- WHAT TO DO
Go through the data and retrieve each line that includes the string "LoaderState".

- MATERIAL SUPPLIED
-------

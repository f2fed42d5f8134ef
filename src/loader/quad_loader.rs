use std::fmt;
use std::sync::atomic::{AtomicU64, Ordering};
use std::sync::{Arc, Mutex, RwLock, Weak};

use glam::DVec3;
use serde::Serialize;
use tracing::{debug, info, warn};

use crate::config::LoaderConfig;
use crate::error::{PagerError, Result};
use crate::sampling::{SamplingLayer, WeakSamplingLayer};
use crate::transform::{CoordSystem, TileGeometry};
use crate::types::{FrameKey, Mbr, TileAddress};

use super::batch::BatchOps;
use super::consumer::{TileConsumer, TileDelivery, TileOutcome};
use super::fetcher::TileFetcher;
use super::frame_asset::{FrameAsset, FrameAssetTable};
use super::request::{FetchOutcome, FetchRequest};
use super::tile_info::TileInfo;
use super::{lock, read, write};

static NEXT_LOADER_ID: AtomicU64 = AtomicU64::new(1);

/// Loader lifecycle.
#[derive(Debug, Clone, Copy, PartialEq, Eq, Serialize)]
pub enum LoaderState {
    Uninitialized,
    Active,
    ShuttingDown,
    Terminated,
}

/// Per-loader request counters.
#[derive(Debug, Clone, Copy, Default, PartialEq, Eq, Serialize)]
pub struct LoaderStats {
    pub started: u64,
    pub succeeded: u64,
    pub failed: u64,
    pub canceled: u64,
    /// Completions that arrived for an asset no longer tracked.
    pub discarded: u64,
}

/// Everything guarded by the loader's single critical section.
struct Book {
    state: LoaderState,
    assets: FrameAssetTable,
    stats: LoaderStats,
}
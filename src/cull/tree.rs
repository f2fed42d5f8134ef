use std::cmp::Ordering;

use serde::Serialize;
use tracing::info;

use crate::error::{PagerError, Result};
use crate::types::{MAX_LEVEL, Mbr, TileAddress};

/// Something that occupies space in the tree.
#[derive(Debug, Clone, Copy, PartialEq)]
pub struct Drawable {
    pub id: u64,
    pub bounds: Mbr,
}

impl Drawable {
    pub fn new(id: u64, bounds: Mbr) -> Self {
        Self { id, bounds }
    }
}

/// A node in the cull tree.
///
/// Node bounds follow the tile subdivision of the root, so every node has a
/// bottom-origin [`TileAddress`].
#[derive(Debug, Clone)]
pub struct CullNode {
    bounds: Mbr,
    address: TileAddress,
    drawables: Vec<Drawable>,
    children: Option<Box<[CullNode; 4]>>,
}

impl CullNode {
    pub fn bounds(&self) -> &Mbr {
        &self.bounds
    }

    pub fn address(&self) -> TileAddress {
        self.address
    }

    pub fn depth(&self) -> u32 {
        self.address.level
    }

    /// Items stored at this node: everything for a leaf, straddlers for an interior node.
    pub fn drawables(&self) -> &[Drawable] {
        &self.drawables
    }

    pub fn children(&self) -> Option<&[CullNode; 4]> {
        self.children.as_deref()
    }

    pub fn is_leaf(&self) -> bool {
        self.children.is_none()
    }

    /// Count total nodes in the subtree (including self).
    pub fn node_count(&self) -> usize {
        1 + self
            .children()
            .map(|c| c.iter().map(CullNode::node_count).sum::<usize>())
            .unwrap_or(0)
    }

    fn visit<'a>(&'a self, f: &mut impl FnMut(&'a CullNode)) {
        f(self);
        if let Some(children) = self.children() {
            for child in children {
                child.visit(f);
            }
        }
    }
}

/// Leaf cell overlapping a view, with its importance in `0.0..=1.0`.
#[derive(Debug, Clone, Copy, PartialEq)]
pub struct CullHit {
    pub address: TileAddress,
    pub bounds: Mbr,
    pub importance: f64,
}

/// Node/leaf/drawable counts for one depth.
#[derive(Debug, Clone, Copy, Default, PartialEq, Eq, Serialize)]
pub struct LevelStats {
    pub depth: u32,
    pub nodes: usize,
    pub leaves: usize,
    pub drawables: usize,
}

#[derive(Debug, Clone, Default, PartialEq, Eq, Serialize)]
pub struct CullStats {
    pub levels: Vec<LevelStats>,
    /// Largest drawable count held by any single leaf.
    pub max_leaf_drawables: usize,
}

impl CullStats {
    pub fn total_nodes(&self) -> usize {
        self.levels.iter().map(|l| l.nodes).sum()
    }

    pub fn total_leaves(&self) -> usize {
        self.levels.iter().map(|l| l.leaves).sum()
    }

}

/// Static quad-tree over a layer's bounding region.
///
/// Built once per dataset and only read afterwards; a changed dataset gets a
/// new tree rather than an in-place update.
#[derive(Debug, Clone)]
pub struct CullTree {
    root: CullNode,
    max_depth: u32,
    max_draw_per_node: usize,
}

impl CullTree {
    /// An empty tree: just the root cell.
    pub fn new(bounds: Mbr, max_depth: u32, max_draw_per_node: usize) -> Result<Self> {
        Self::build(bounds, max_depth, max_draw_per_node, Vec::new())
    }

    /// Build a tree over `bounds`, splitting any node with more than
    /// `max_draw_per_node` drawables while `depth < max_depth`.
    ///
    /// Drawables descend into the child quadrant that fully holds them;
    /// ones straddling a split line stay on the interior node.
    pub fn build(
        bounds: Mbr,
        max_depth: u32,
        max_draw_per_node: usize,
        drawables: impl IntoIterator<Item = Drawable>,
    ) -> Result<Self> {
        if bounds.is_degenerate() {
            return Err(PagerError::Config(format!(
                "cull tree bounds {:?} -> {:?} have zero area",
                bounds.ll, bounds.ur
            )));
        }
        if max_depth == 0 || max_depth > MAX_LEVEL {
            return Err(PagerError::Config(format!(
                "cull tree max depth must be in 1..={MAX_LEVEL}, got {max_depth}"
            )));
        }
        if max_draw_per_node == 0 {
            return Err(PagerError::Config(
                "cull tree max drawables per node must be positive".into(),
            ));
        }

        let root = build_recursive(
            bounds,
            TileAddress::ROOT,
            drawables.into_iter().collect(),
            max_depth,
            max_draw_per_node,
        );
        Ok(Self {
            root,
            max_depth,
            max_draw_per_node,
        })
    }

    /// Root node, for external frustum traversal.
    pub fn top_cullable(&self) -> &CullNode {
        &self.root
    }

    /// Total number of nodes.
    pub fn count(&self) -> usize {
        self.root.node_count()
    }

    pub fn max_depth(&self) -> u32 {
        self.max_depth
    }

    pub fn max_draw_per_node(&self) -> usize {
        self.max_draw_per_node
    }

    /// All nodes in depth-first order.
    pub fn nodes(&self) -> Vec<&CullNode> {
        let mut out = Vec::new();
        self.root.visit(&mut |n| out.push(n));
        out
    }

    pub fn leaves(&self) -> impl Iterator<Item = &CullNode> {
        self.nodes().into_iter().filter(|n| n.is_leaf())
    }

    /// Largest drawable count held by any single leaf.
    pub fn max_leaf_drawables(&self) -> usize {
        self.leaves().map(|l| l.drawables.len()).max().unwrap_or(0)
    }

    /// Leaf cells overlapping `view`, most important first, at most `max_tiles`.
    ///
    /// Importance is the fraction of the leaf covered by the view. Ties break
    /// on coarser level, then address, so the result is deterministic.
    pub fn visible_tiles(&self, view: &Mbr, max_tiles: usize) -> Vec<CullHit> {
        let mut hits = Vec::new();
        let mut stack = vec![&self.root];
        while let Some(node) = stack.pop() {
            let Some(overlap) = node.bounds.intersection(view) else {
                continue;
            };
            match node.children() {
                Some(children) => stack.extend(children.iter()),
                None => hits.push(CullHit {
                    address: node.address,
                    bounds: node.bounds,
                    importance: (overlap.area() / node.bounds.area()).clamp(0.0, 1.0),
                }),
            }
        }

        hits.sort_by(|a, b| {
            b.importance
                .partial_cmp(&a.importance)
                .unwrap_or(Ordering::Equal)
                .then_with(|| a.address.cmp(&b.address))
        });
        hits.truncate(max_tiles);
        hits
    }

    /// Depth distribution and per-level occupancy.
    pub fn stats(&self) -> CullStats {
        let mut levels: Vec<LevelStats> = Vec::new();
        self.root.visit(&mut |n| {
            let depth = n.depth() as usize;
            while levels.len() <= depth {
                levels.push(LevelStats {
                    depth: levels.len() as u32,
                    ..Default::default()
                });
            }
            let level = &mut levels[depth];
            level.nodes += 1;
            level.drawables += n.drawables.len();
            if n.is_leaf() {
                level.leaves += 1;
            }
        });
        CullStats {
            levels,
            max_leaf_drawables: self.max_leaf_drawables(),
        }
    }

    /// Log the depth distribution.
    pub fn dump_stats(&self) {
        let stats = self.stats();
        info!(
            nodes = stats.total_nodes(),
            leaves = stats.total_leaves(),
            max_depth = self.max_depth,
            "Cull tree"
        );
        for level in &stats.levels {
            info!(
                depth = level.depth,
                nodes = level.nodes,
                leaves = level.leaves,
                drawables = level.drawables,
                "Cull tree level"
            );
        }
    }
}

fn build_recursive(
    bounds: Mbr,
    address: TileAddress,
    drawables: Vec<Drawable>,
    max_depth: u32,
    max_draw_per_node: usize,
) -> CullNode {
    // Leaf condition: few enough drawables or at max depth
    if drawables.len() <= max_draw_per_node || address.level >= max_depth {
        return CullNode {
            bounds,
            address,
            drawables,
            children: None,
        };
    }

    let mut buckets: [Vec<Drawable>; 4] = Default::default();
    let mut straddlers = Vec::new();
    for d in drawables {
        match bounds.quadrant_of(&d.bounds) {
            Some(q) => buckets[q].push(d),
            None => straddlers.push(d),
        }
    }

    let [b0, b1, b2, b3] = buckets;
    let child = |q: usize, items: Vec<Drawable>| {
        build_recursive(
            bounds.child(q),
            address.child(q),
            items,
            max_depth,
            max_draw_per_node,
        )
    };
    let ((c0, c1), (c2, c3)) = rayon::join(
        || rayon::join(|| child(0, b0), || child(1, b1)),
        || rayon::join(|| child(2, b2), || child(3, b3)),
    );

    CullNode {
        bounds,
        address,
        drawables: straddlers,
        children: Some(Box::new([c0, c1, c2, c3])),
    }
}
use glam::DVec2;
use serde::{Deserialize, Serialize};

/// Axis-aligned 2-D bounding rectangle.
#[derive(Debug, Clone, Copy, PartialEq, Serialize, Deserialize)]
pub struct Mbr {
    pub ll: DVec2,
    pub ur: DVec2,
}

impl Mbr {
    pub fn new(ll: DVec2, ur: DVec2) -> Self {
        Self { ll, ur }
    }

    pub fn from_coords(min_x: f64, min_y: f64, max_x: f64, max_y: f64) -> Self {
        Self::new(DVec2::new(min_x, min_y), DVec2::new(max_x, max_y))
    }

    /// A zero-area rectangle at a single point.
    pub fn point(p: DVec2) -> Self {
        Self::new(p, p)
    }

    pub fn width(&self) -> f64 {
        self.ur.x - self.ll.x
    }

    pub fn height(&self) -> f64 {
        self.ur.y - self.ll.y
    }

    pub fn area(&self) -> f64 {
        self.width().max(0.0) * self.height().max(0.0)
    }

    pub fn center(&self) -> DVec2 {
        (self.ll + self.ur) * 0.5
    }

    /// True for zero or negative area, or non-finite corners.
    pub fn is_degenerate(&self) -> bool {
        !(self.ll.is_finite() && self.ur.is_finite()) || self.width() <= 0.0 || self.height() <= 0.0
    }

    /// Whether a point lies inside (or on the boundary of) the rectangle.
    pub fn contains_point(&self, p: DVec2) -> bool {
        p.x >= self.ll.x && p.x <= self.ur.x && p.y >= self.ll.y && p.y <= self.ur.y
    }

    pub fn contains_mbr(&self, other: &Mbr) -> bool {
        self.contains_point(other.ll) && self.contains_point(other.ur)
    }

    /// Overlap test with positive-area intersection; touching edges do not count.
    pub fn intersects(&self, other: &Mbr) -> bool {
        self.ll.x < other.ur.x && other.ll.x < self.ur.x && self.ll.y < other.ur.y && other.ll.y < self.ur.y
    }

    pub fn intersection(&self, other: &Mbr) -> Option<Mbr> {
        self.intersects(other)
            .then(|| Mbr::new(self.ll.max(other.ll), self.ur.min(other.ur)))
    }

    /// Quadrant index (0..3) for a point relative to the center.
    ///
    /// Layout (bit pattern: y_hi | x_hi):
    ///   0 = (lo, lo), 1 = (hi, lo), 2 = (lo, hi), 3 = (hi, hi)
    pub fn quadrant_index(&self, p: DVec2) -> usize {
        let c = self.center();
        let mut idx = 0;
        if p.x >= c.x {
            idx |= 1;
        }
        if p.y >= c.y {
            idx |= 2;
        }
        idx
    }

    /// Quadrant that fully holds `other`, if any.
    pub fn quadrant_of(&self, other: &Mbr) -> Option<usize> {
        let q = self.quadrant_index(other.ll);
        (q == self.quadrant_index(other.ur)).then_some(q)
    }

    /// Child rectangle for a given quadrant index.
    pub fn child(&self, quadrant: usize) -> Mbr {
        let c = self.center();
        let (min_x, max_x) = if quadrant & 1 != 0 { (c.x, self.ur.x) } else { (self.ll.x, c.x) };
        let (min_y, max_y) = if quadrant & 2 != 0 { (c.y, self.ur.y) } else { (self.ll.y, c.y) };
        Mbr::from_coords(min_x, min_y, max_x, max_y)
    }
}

-------

- ANSWER TO THIS EXERCISE
pub enum LoaderState {
    state: LoaderState,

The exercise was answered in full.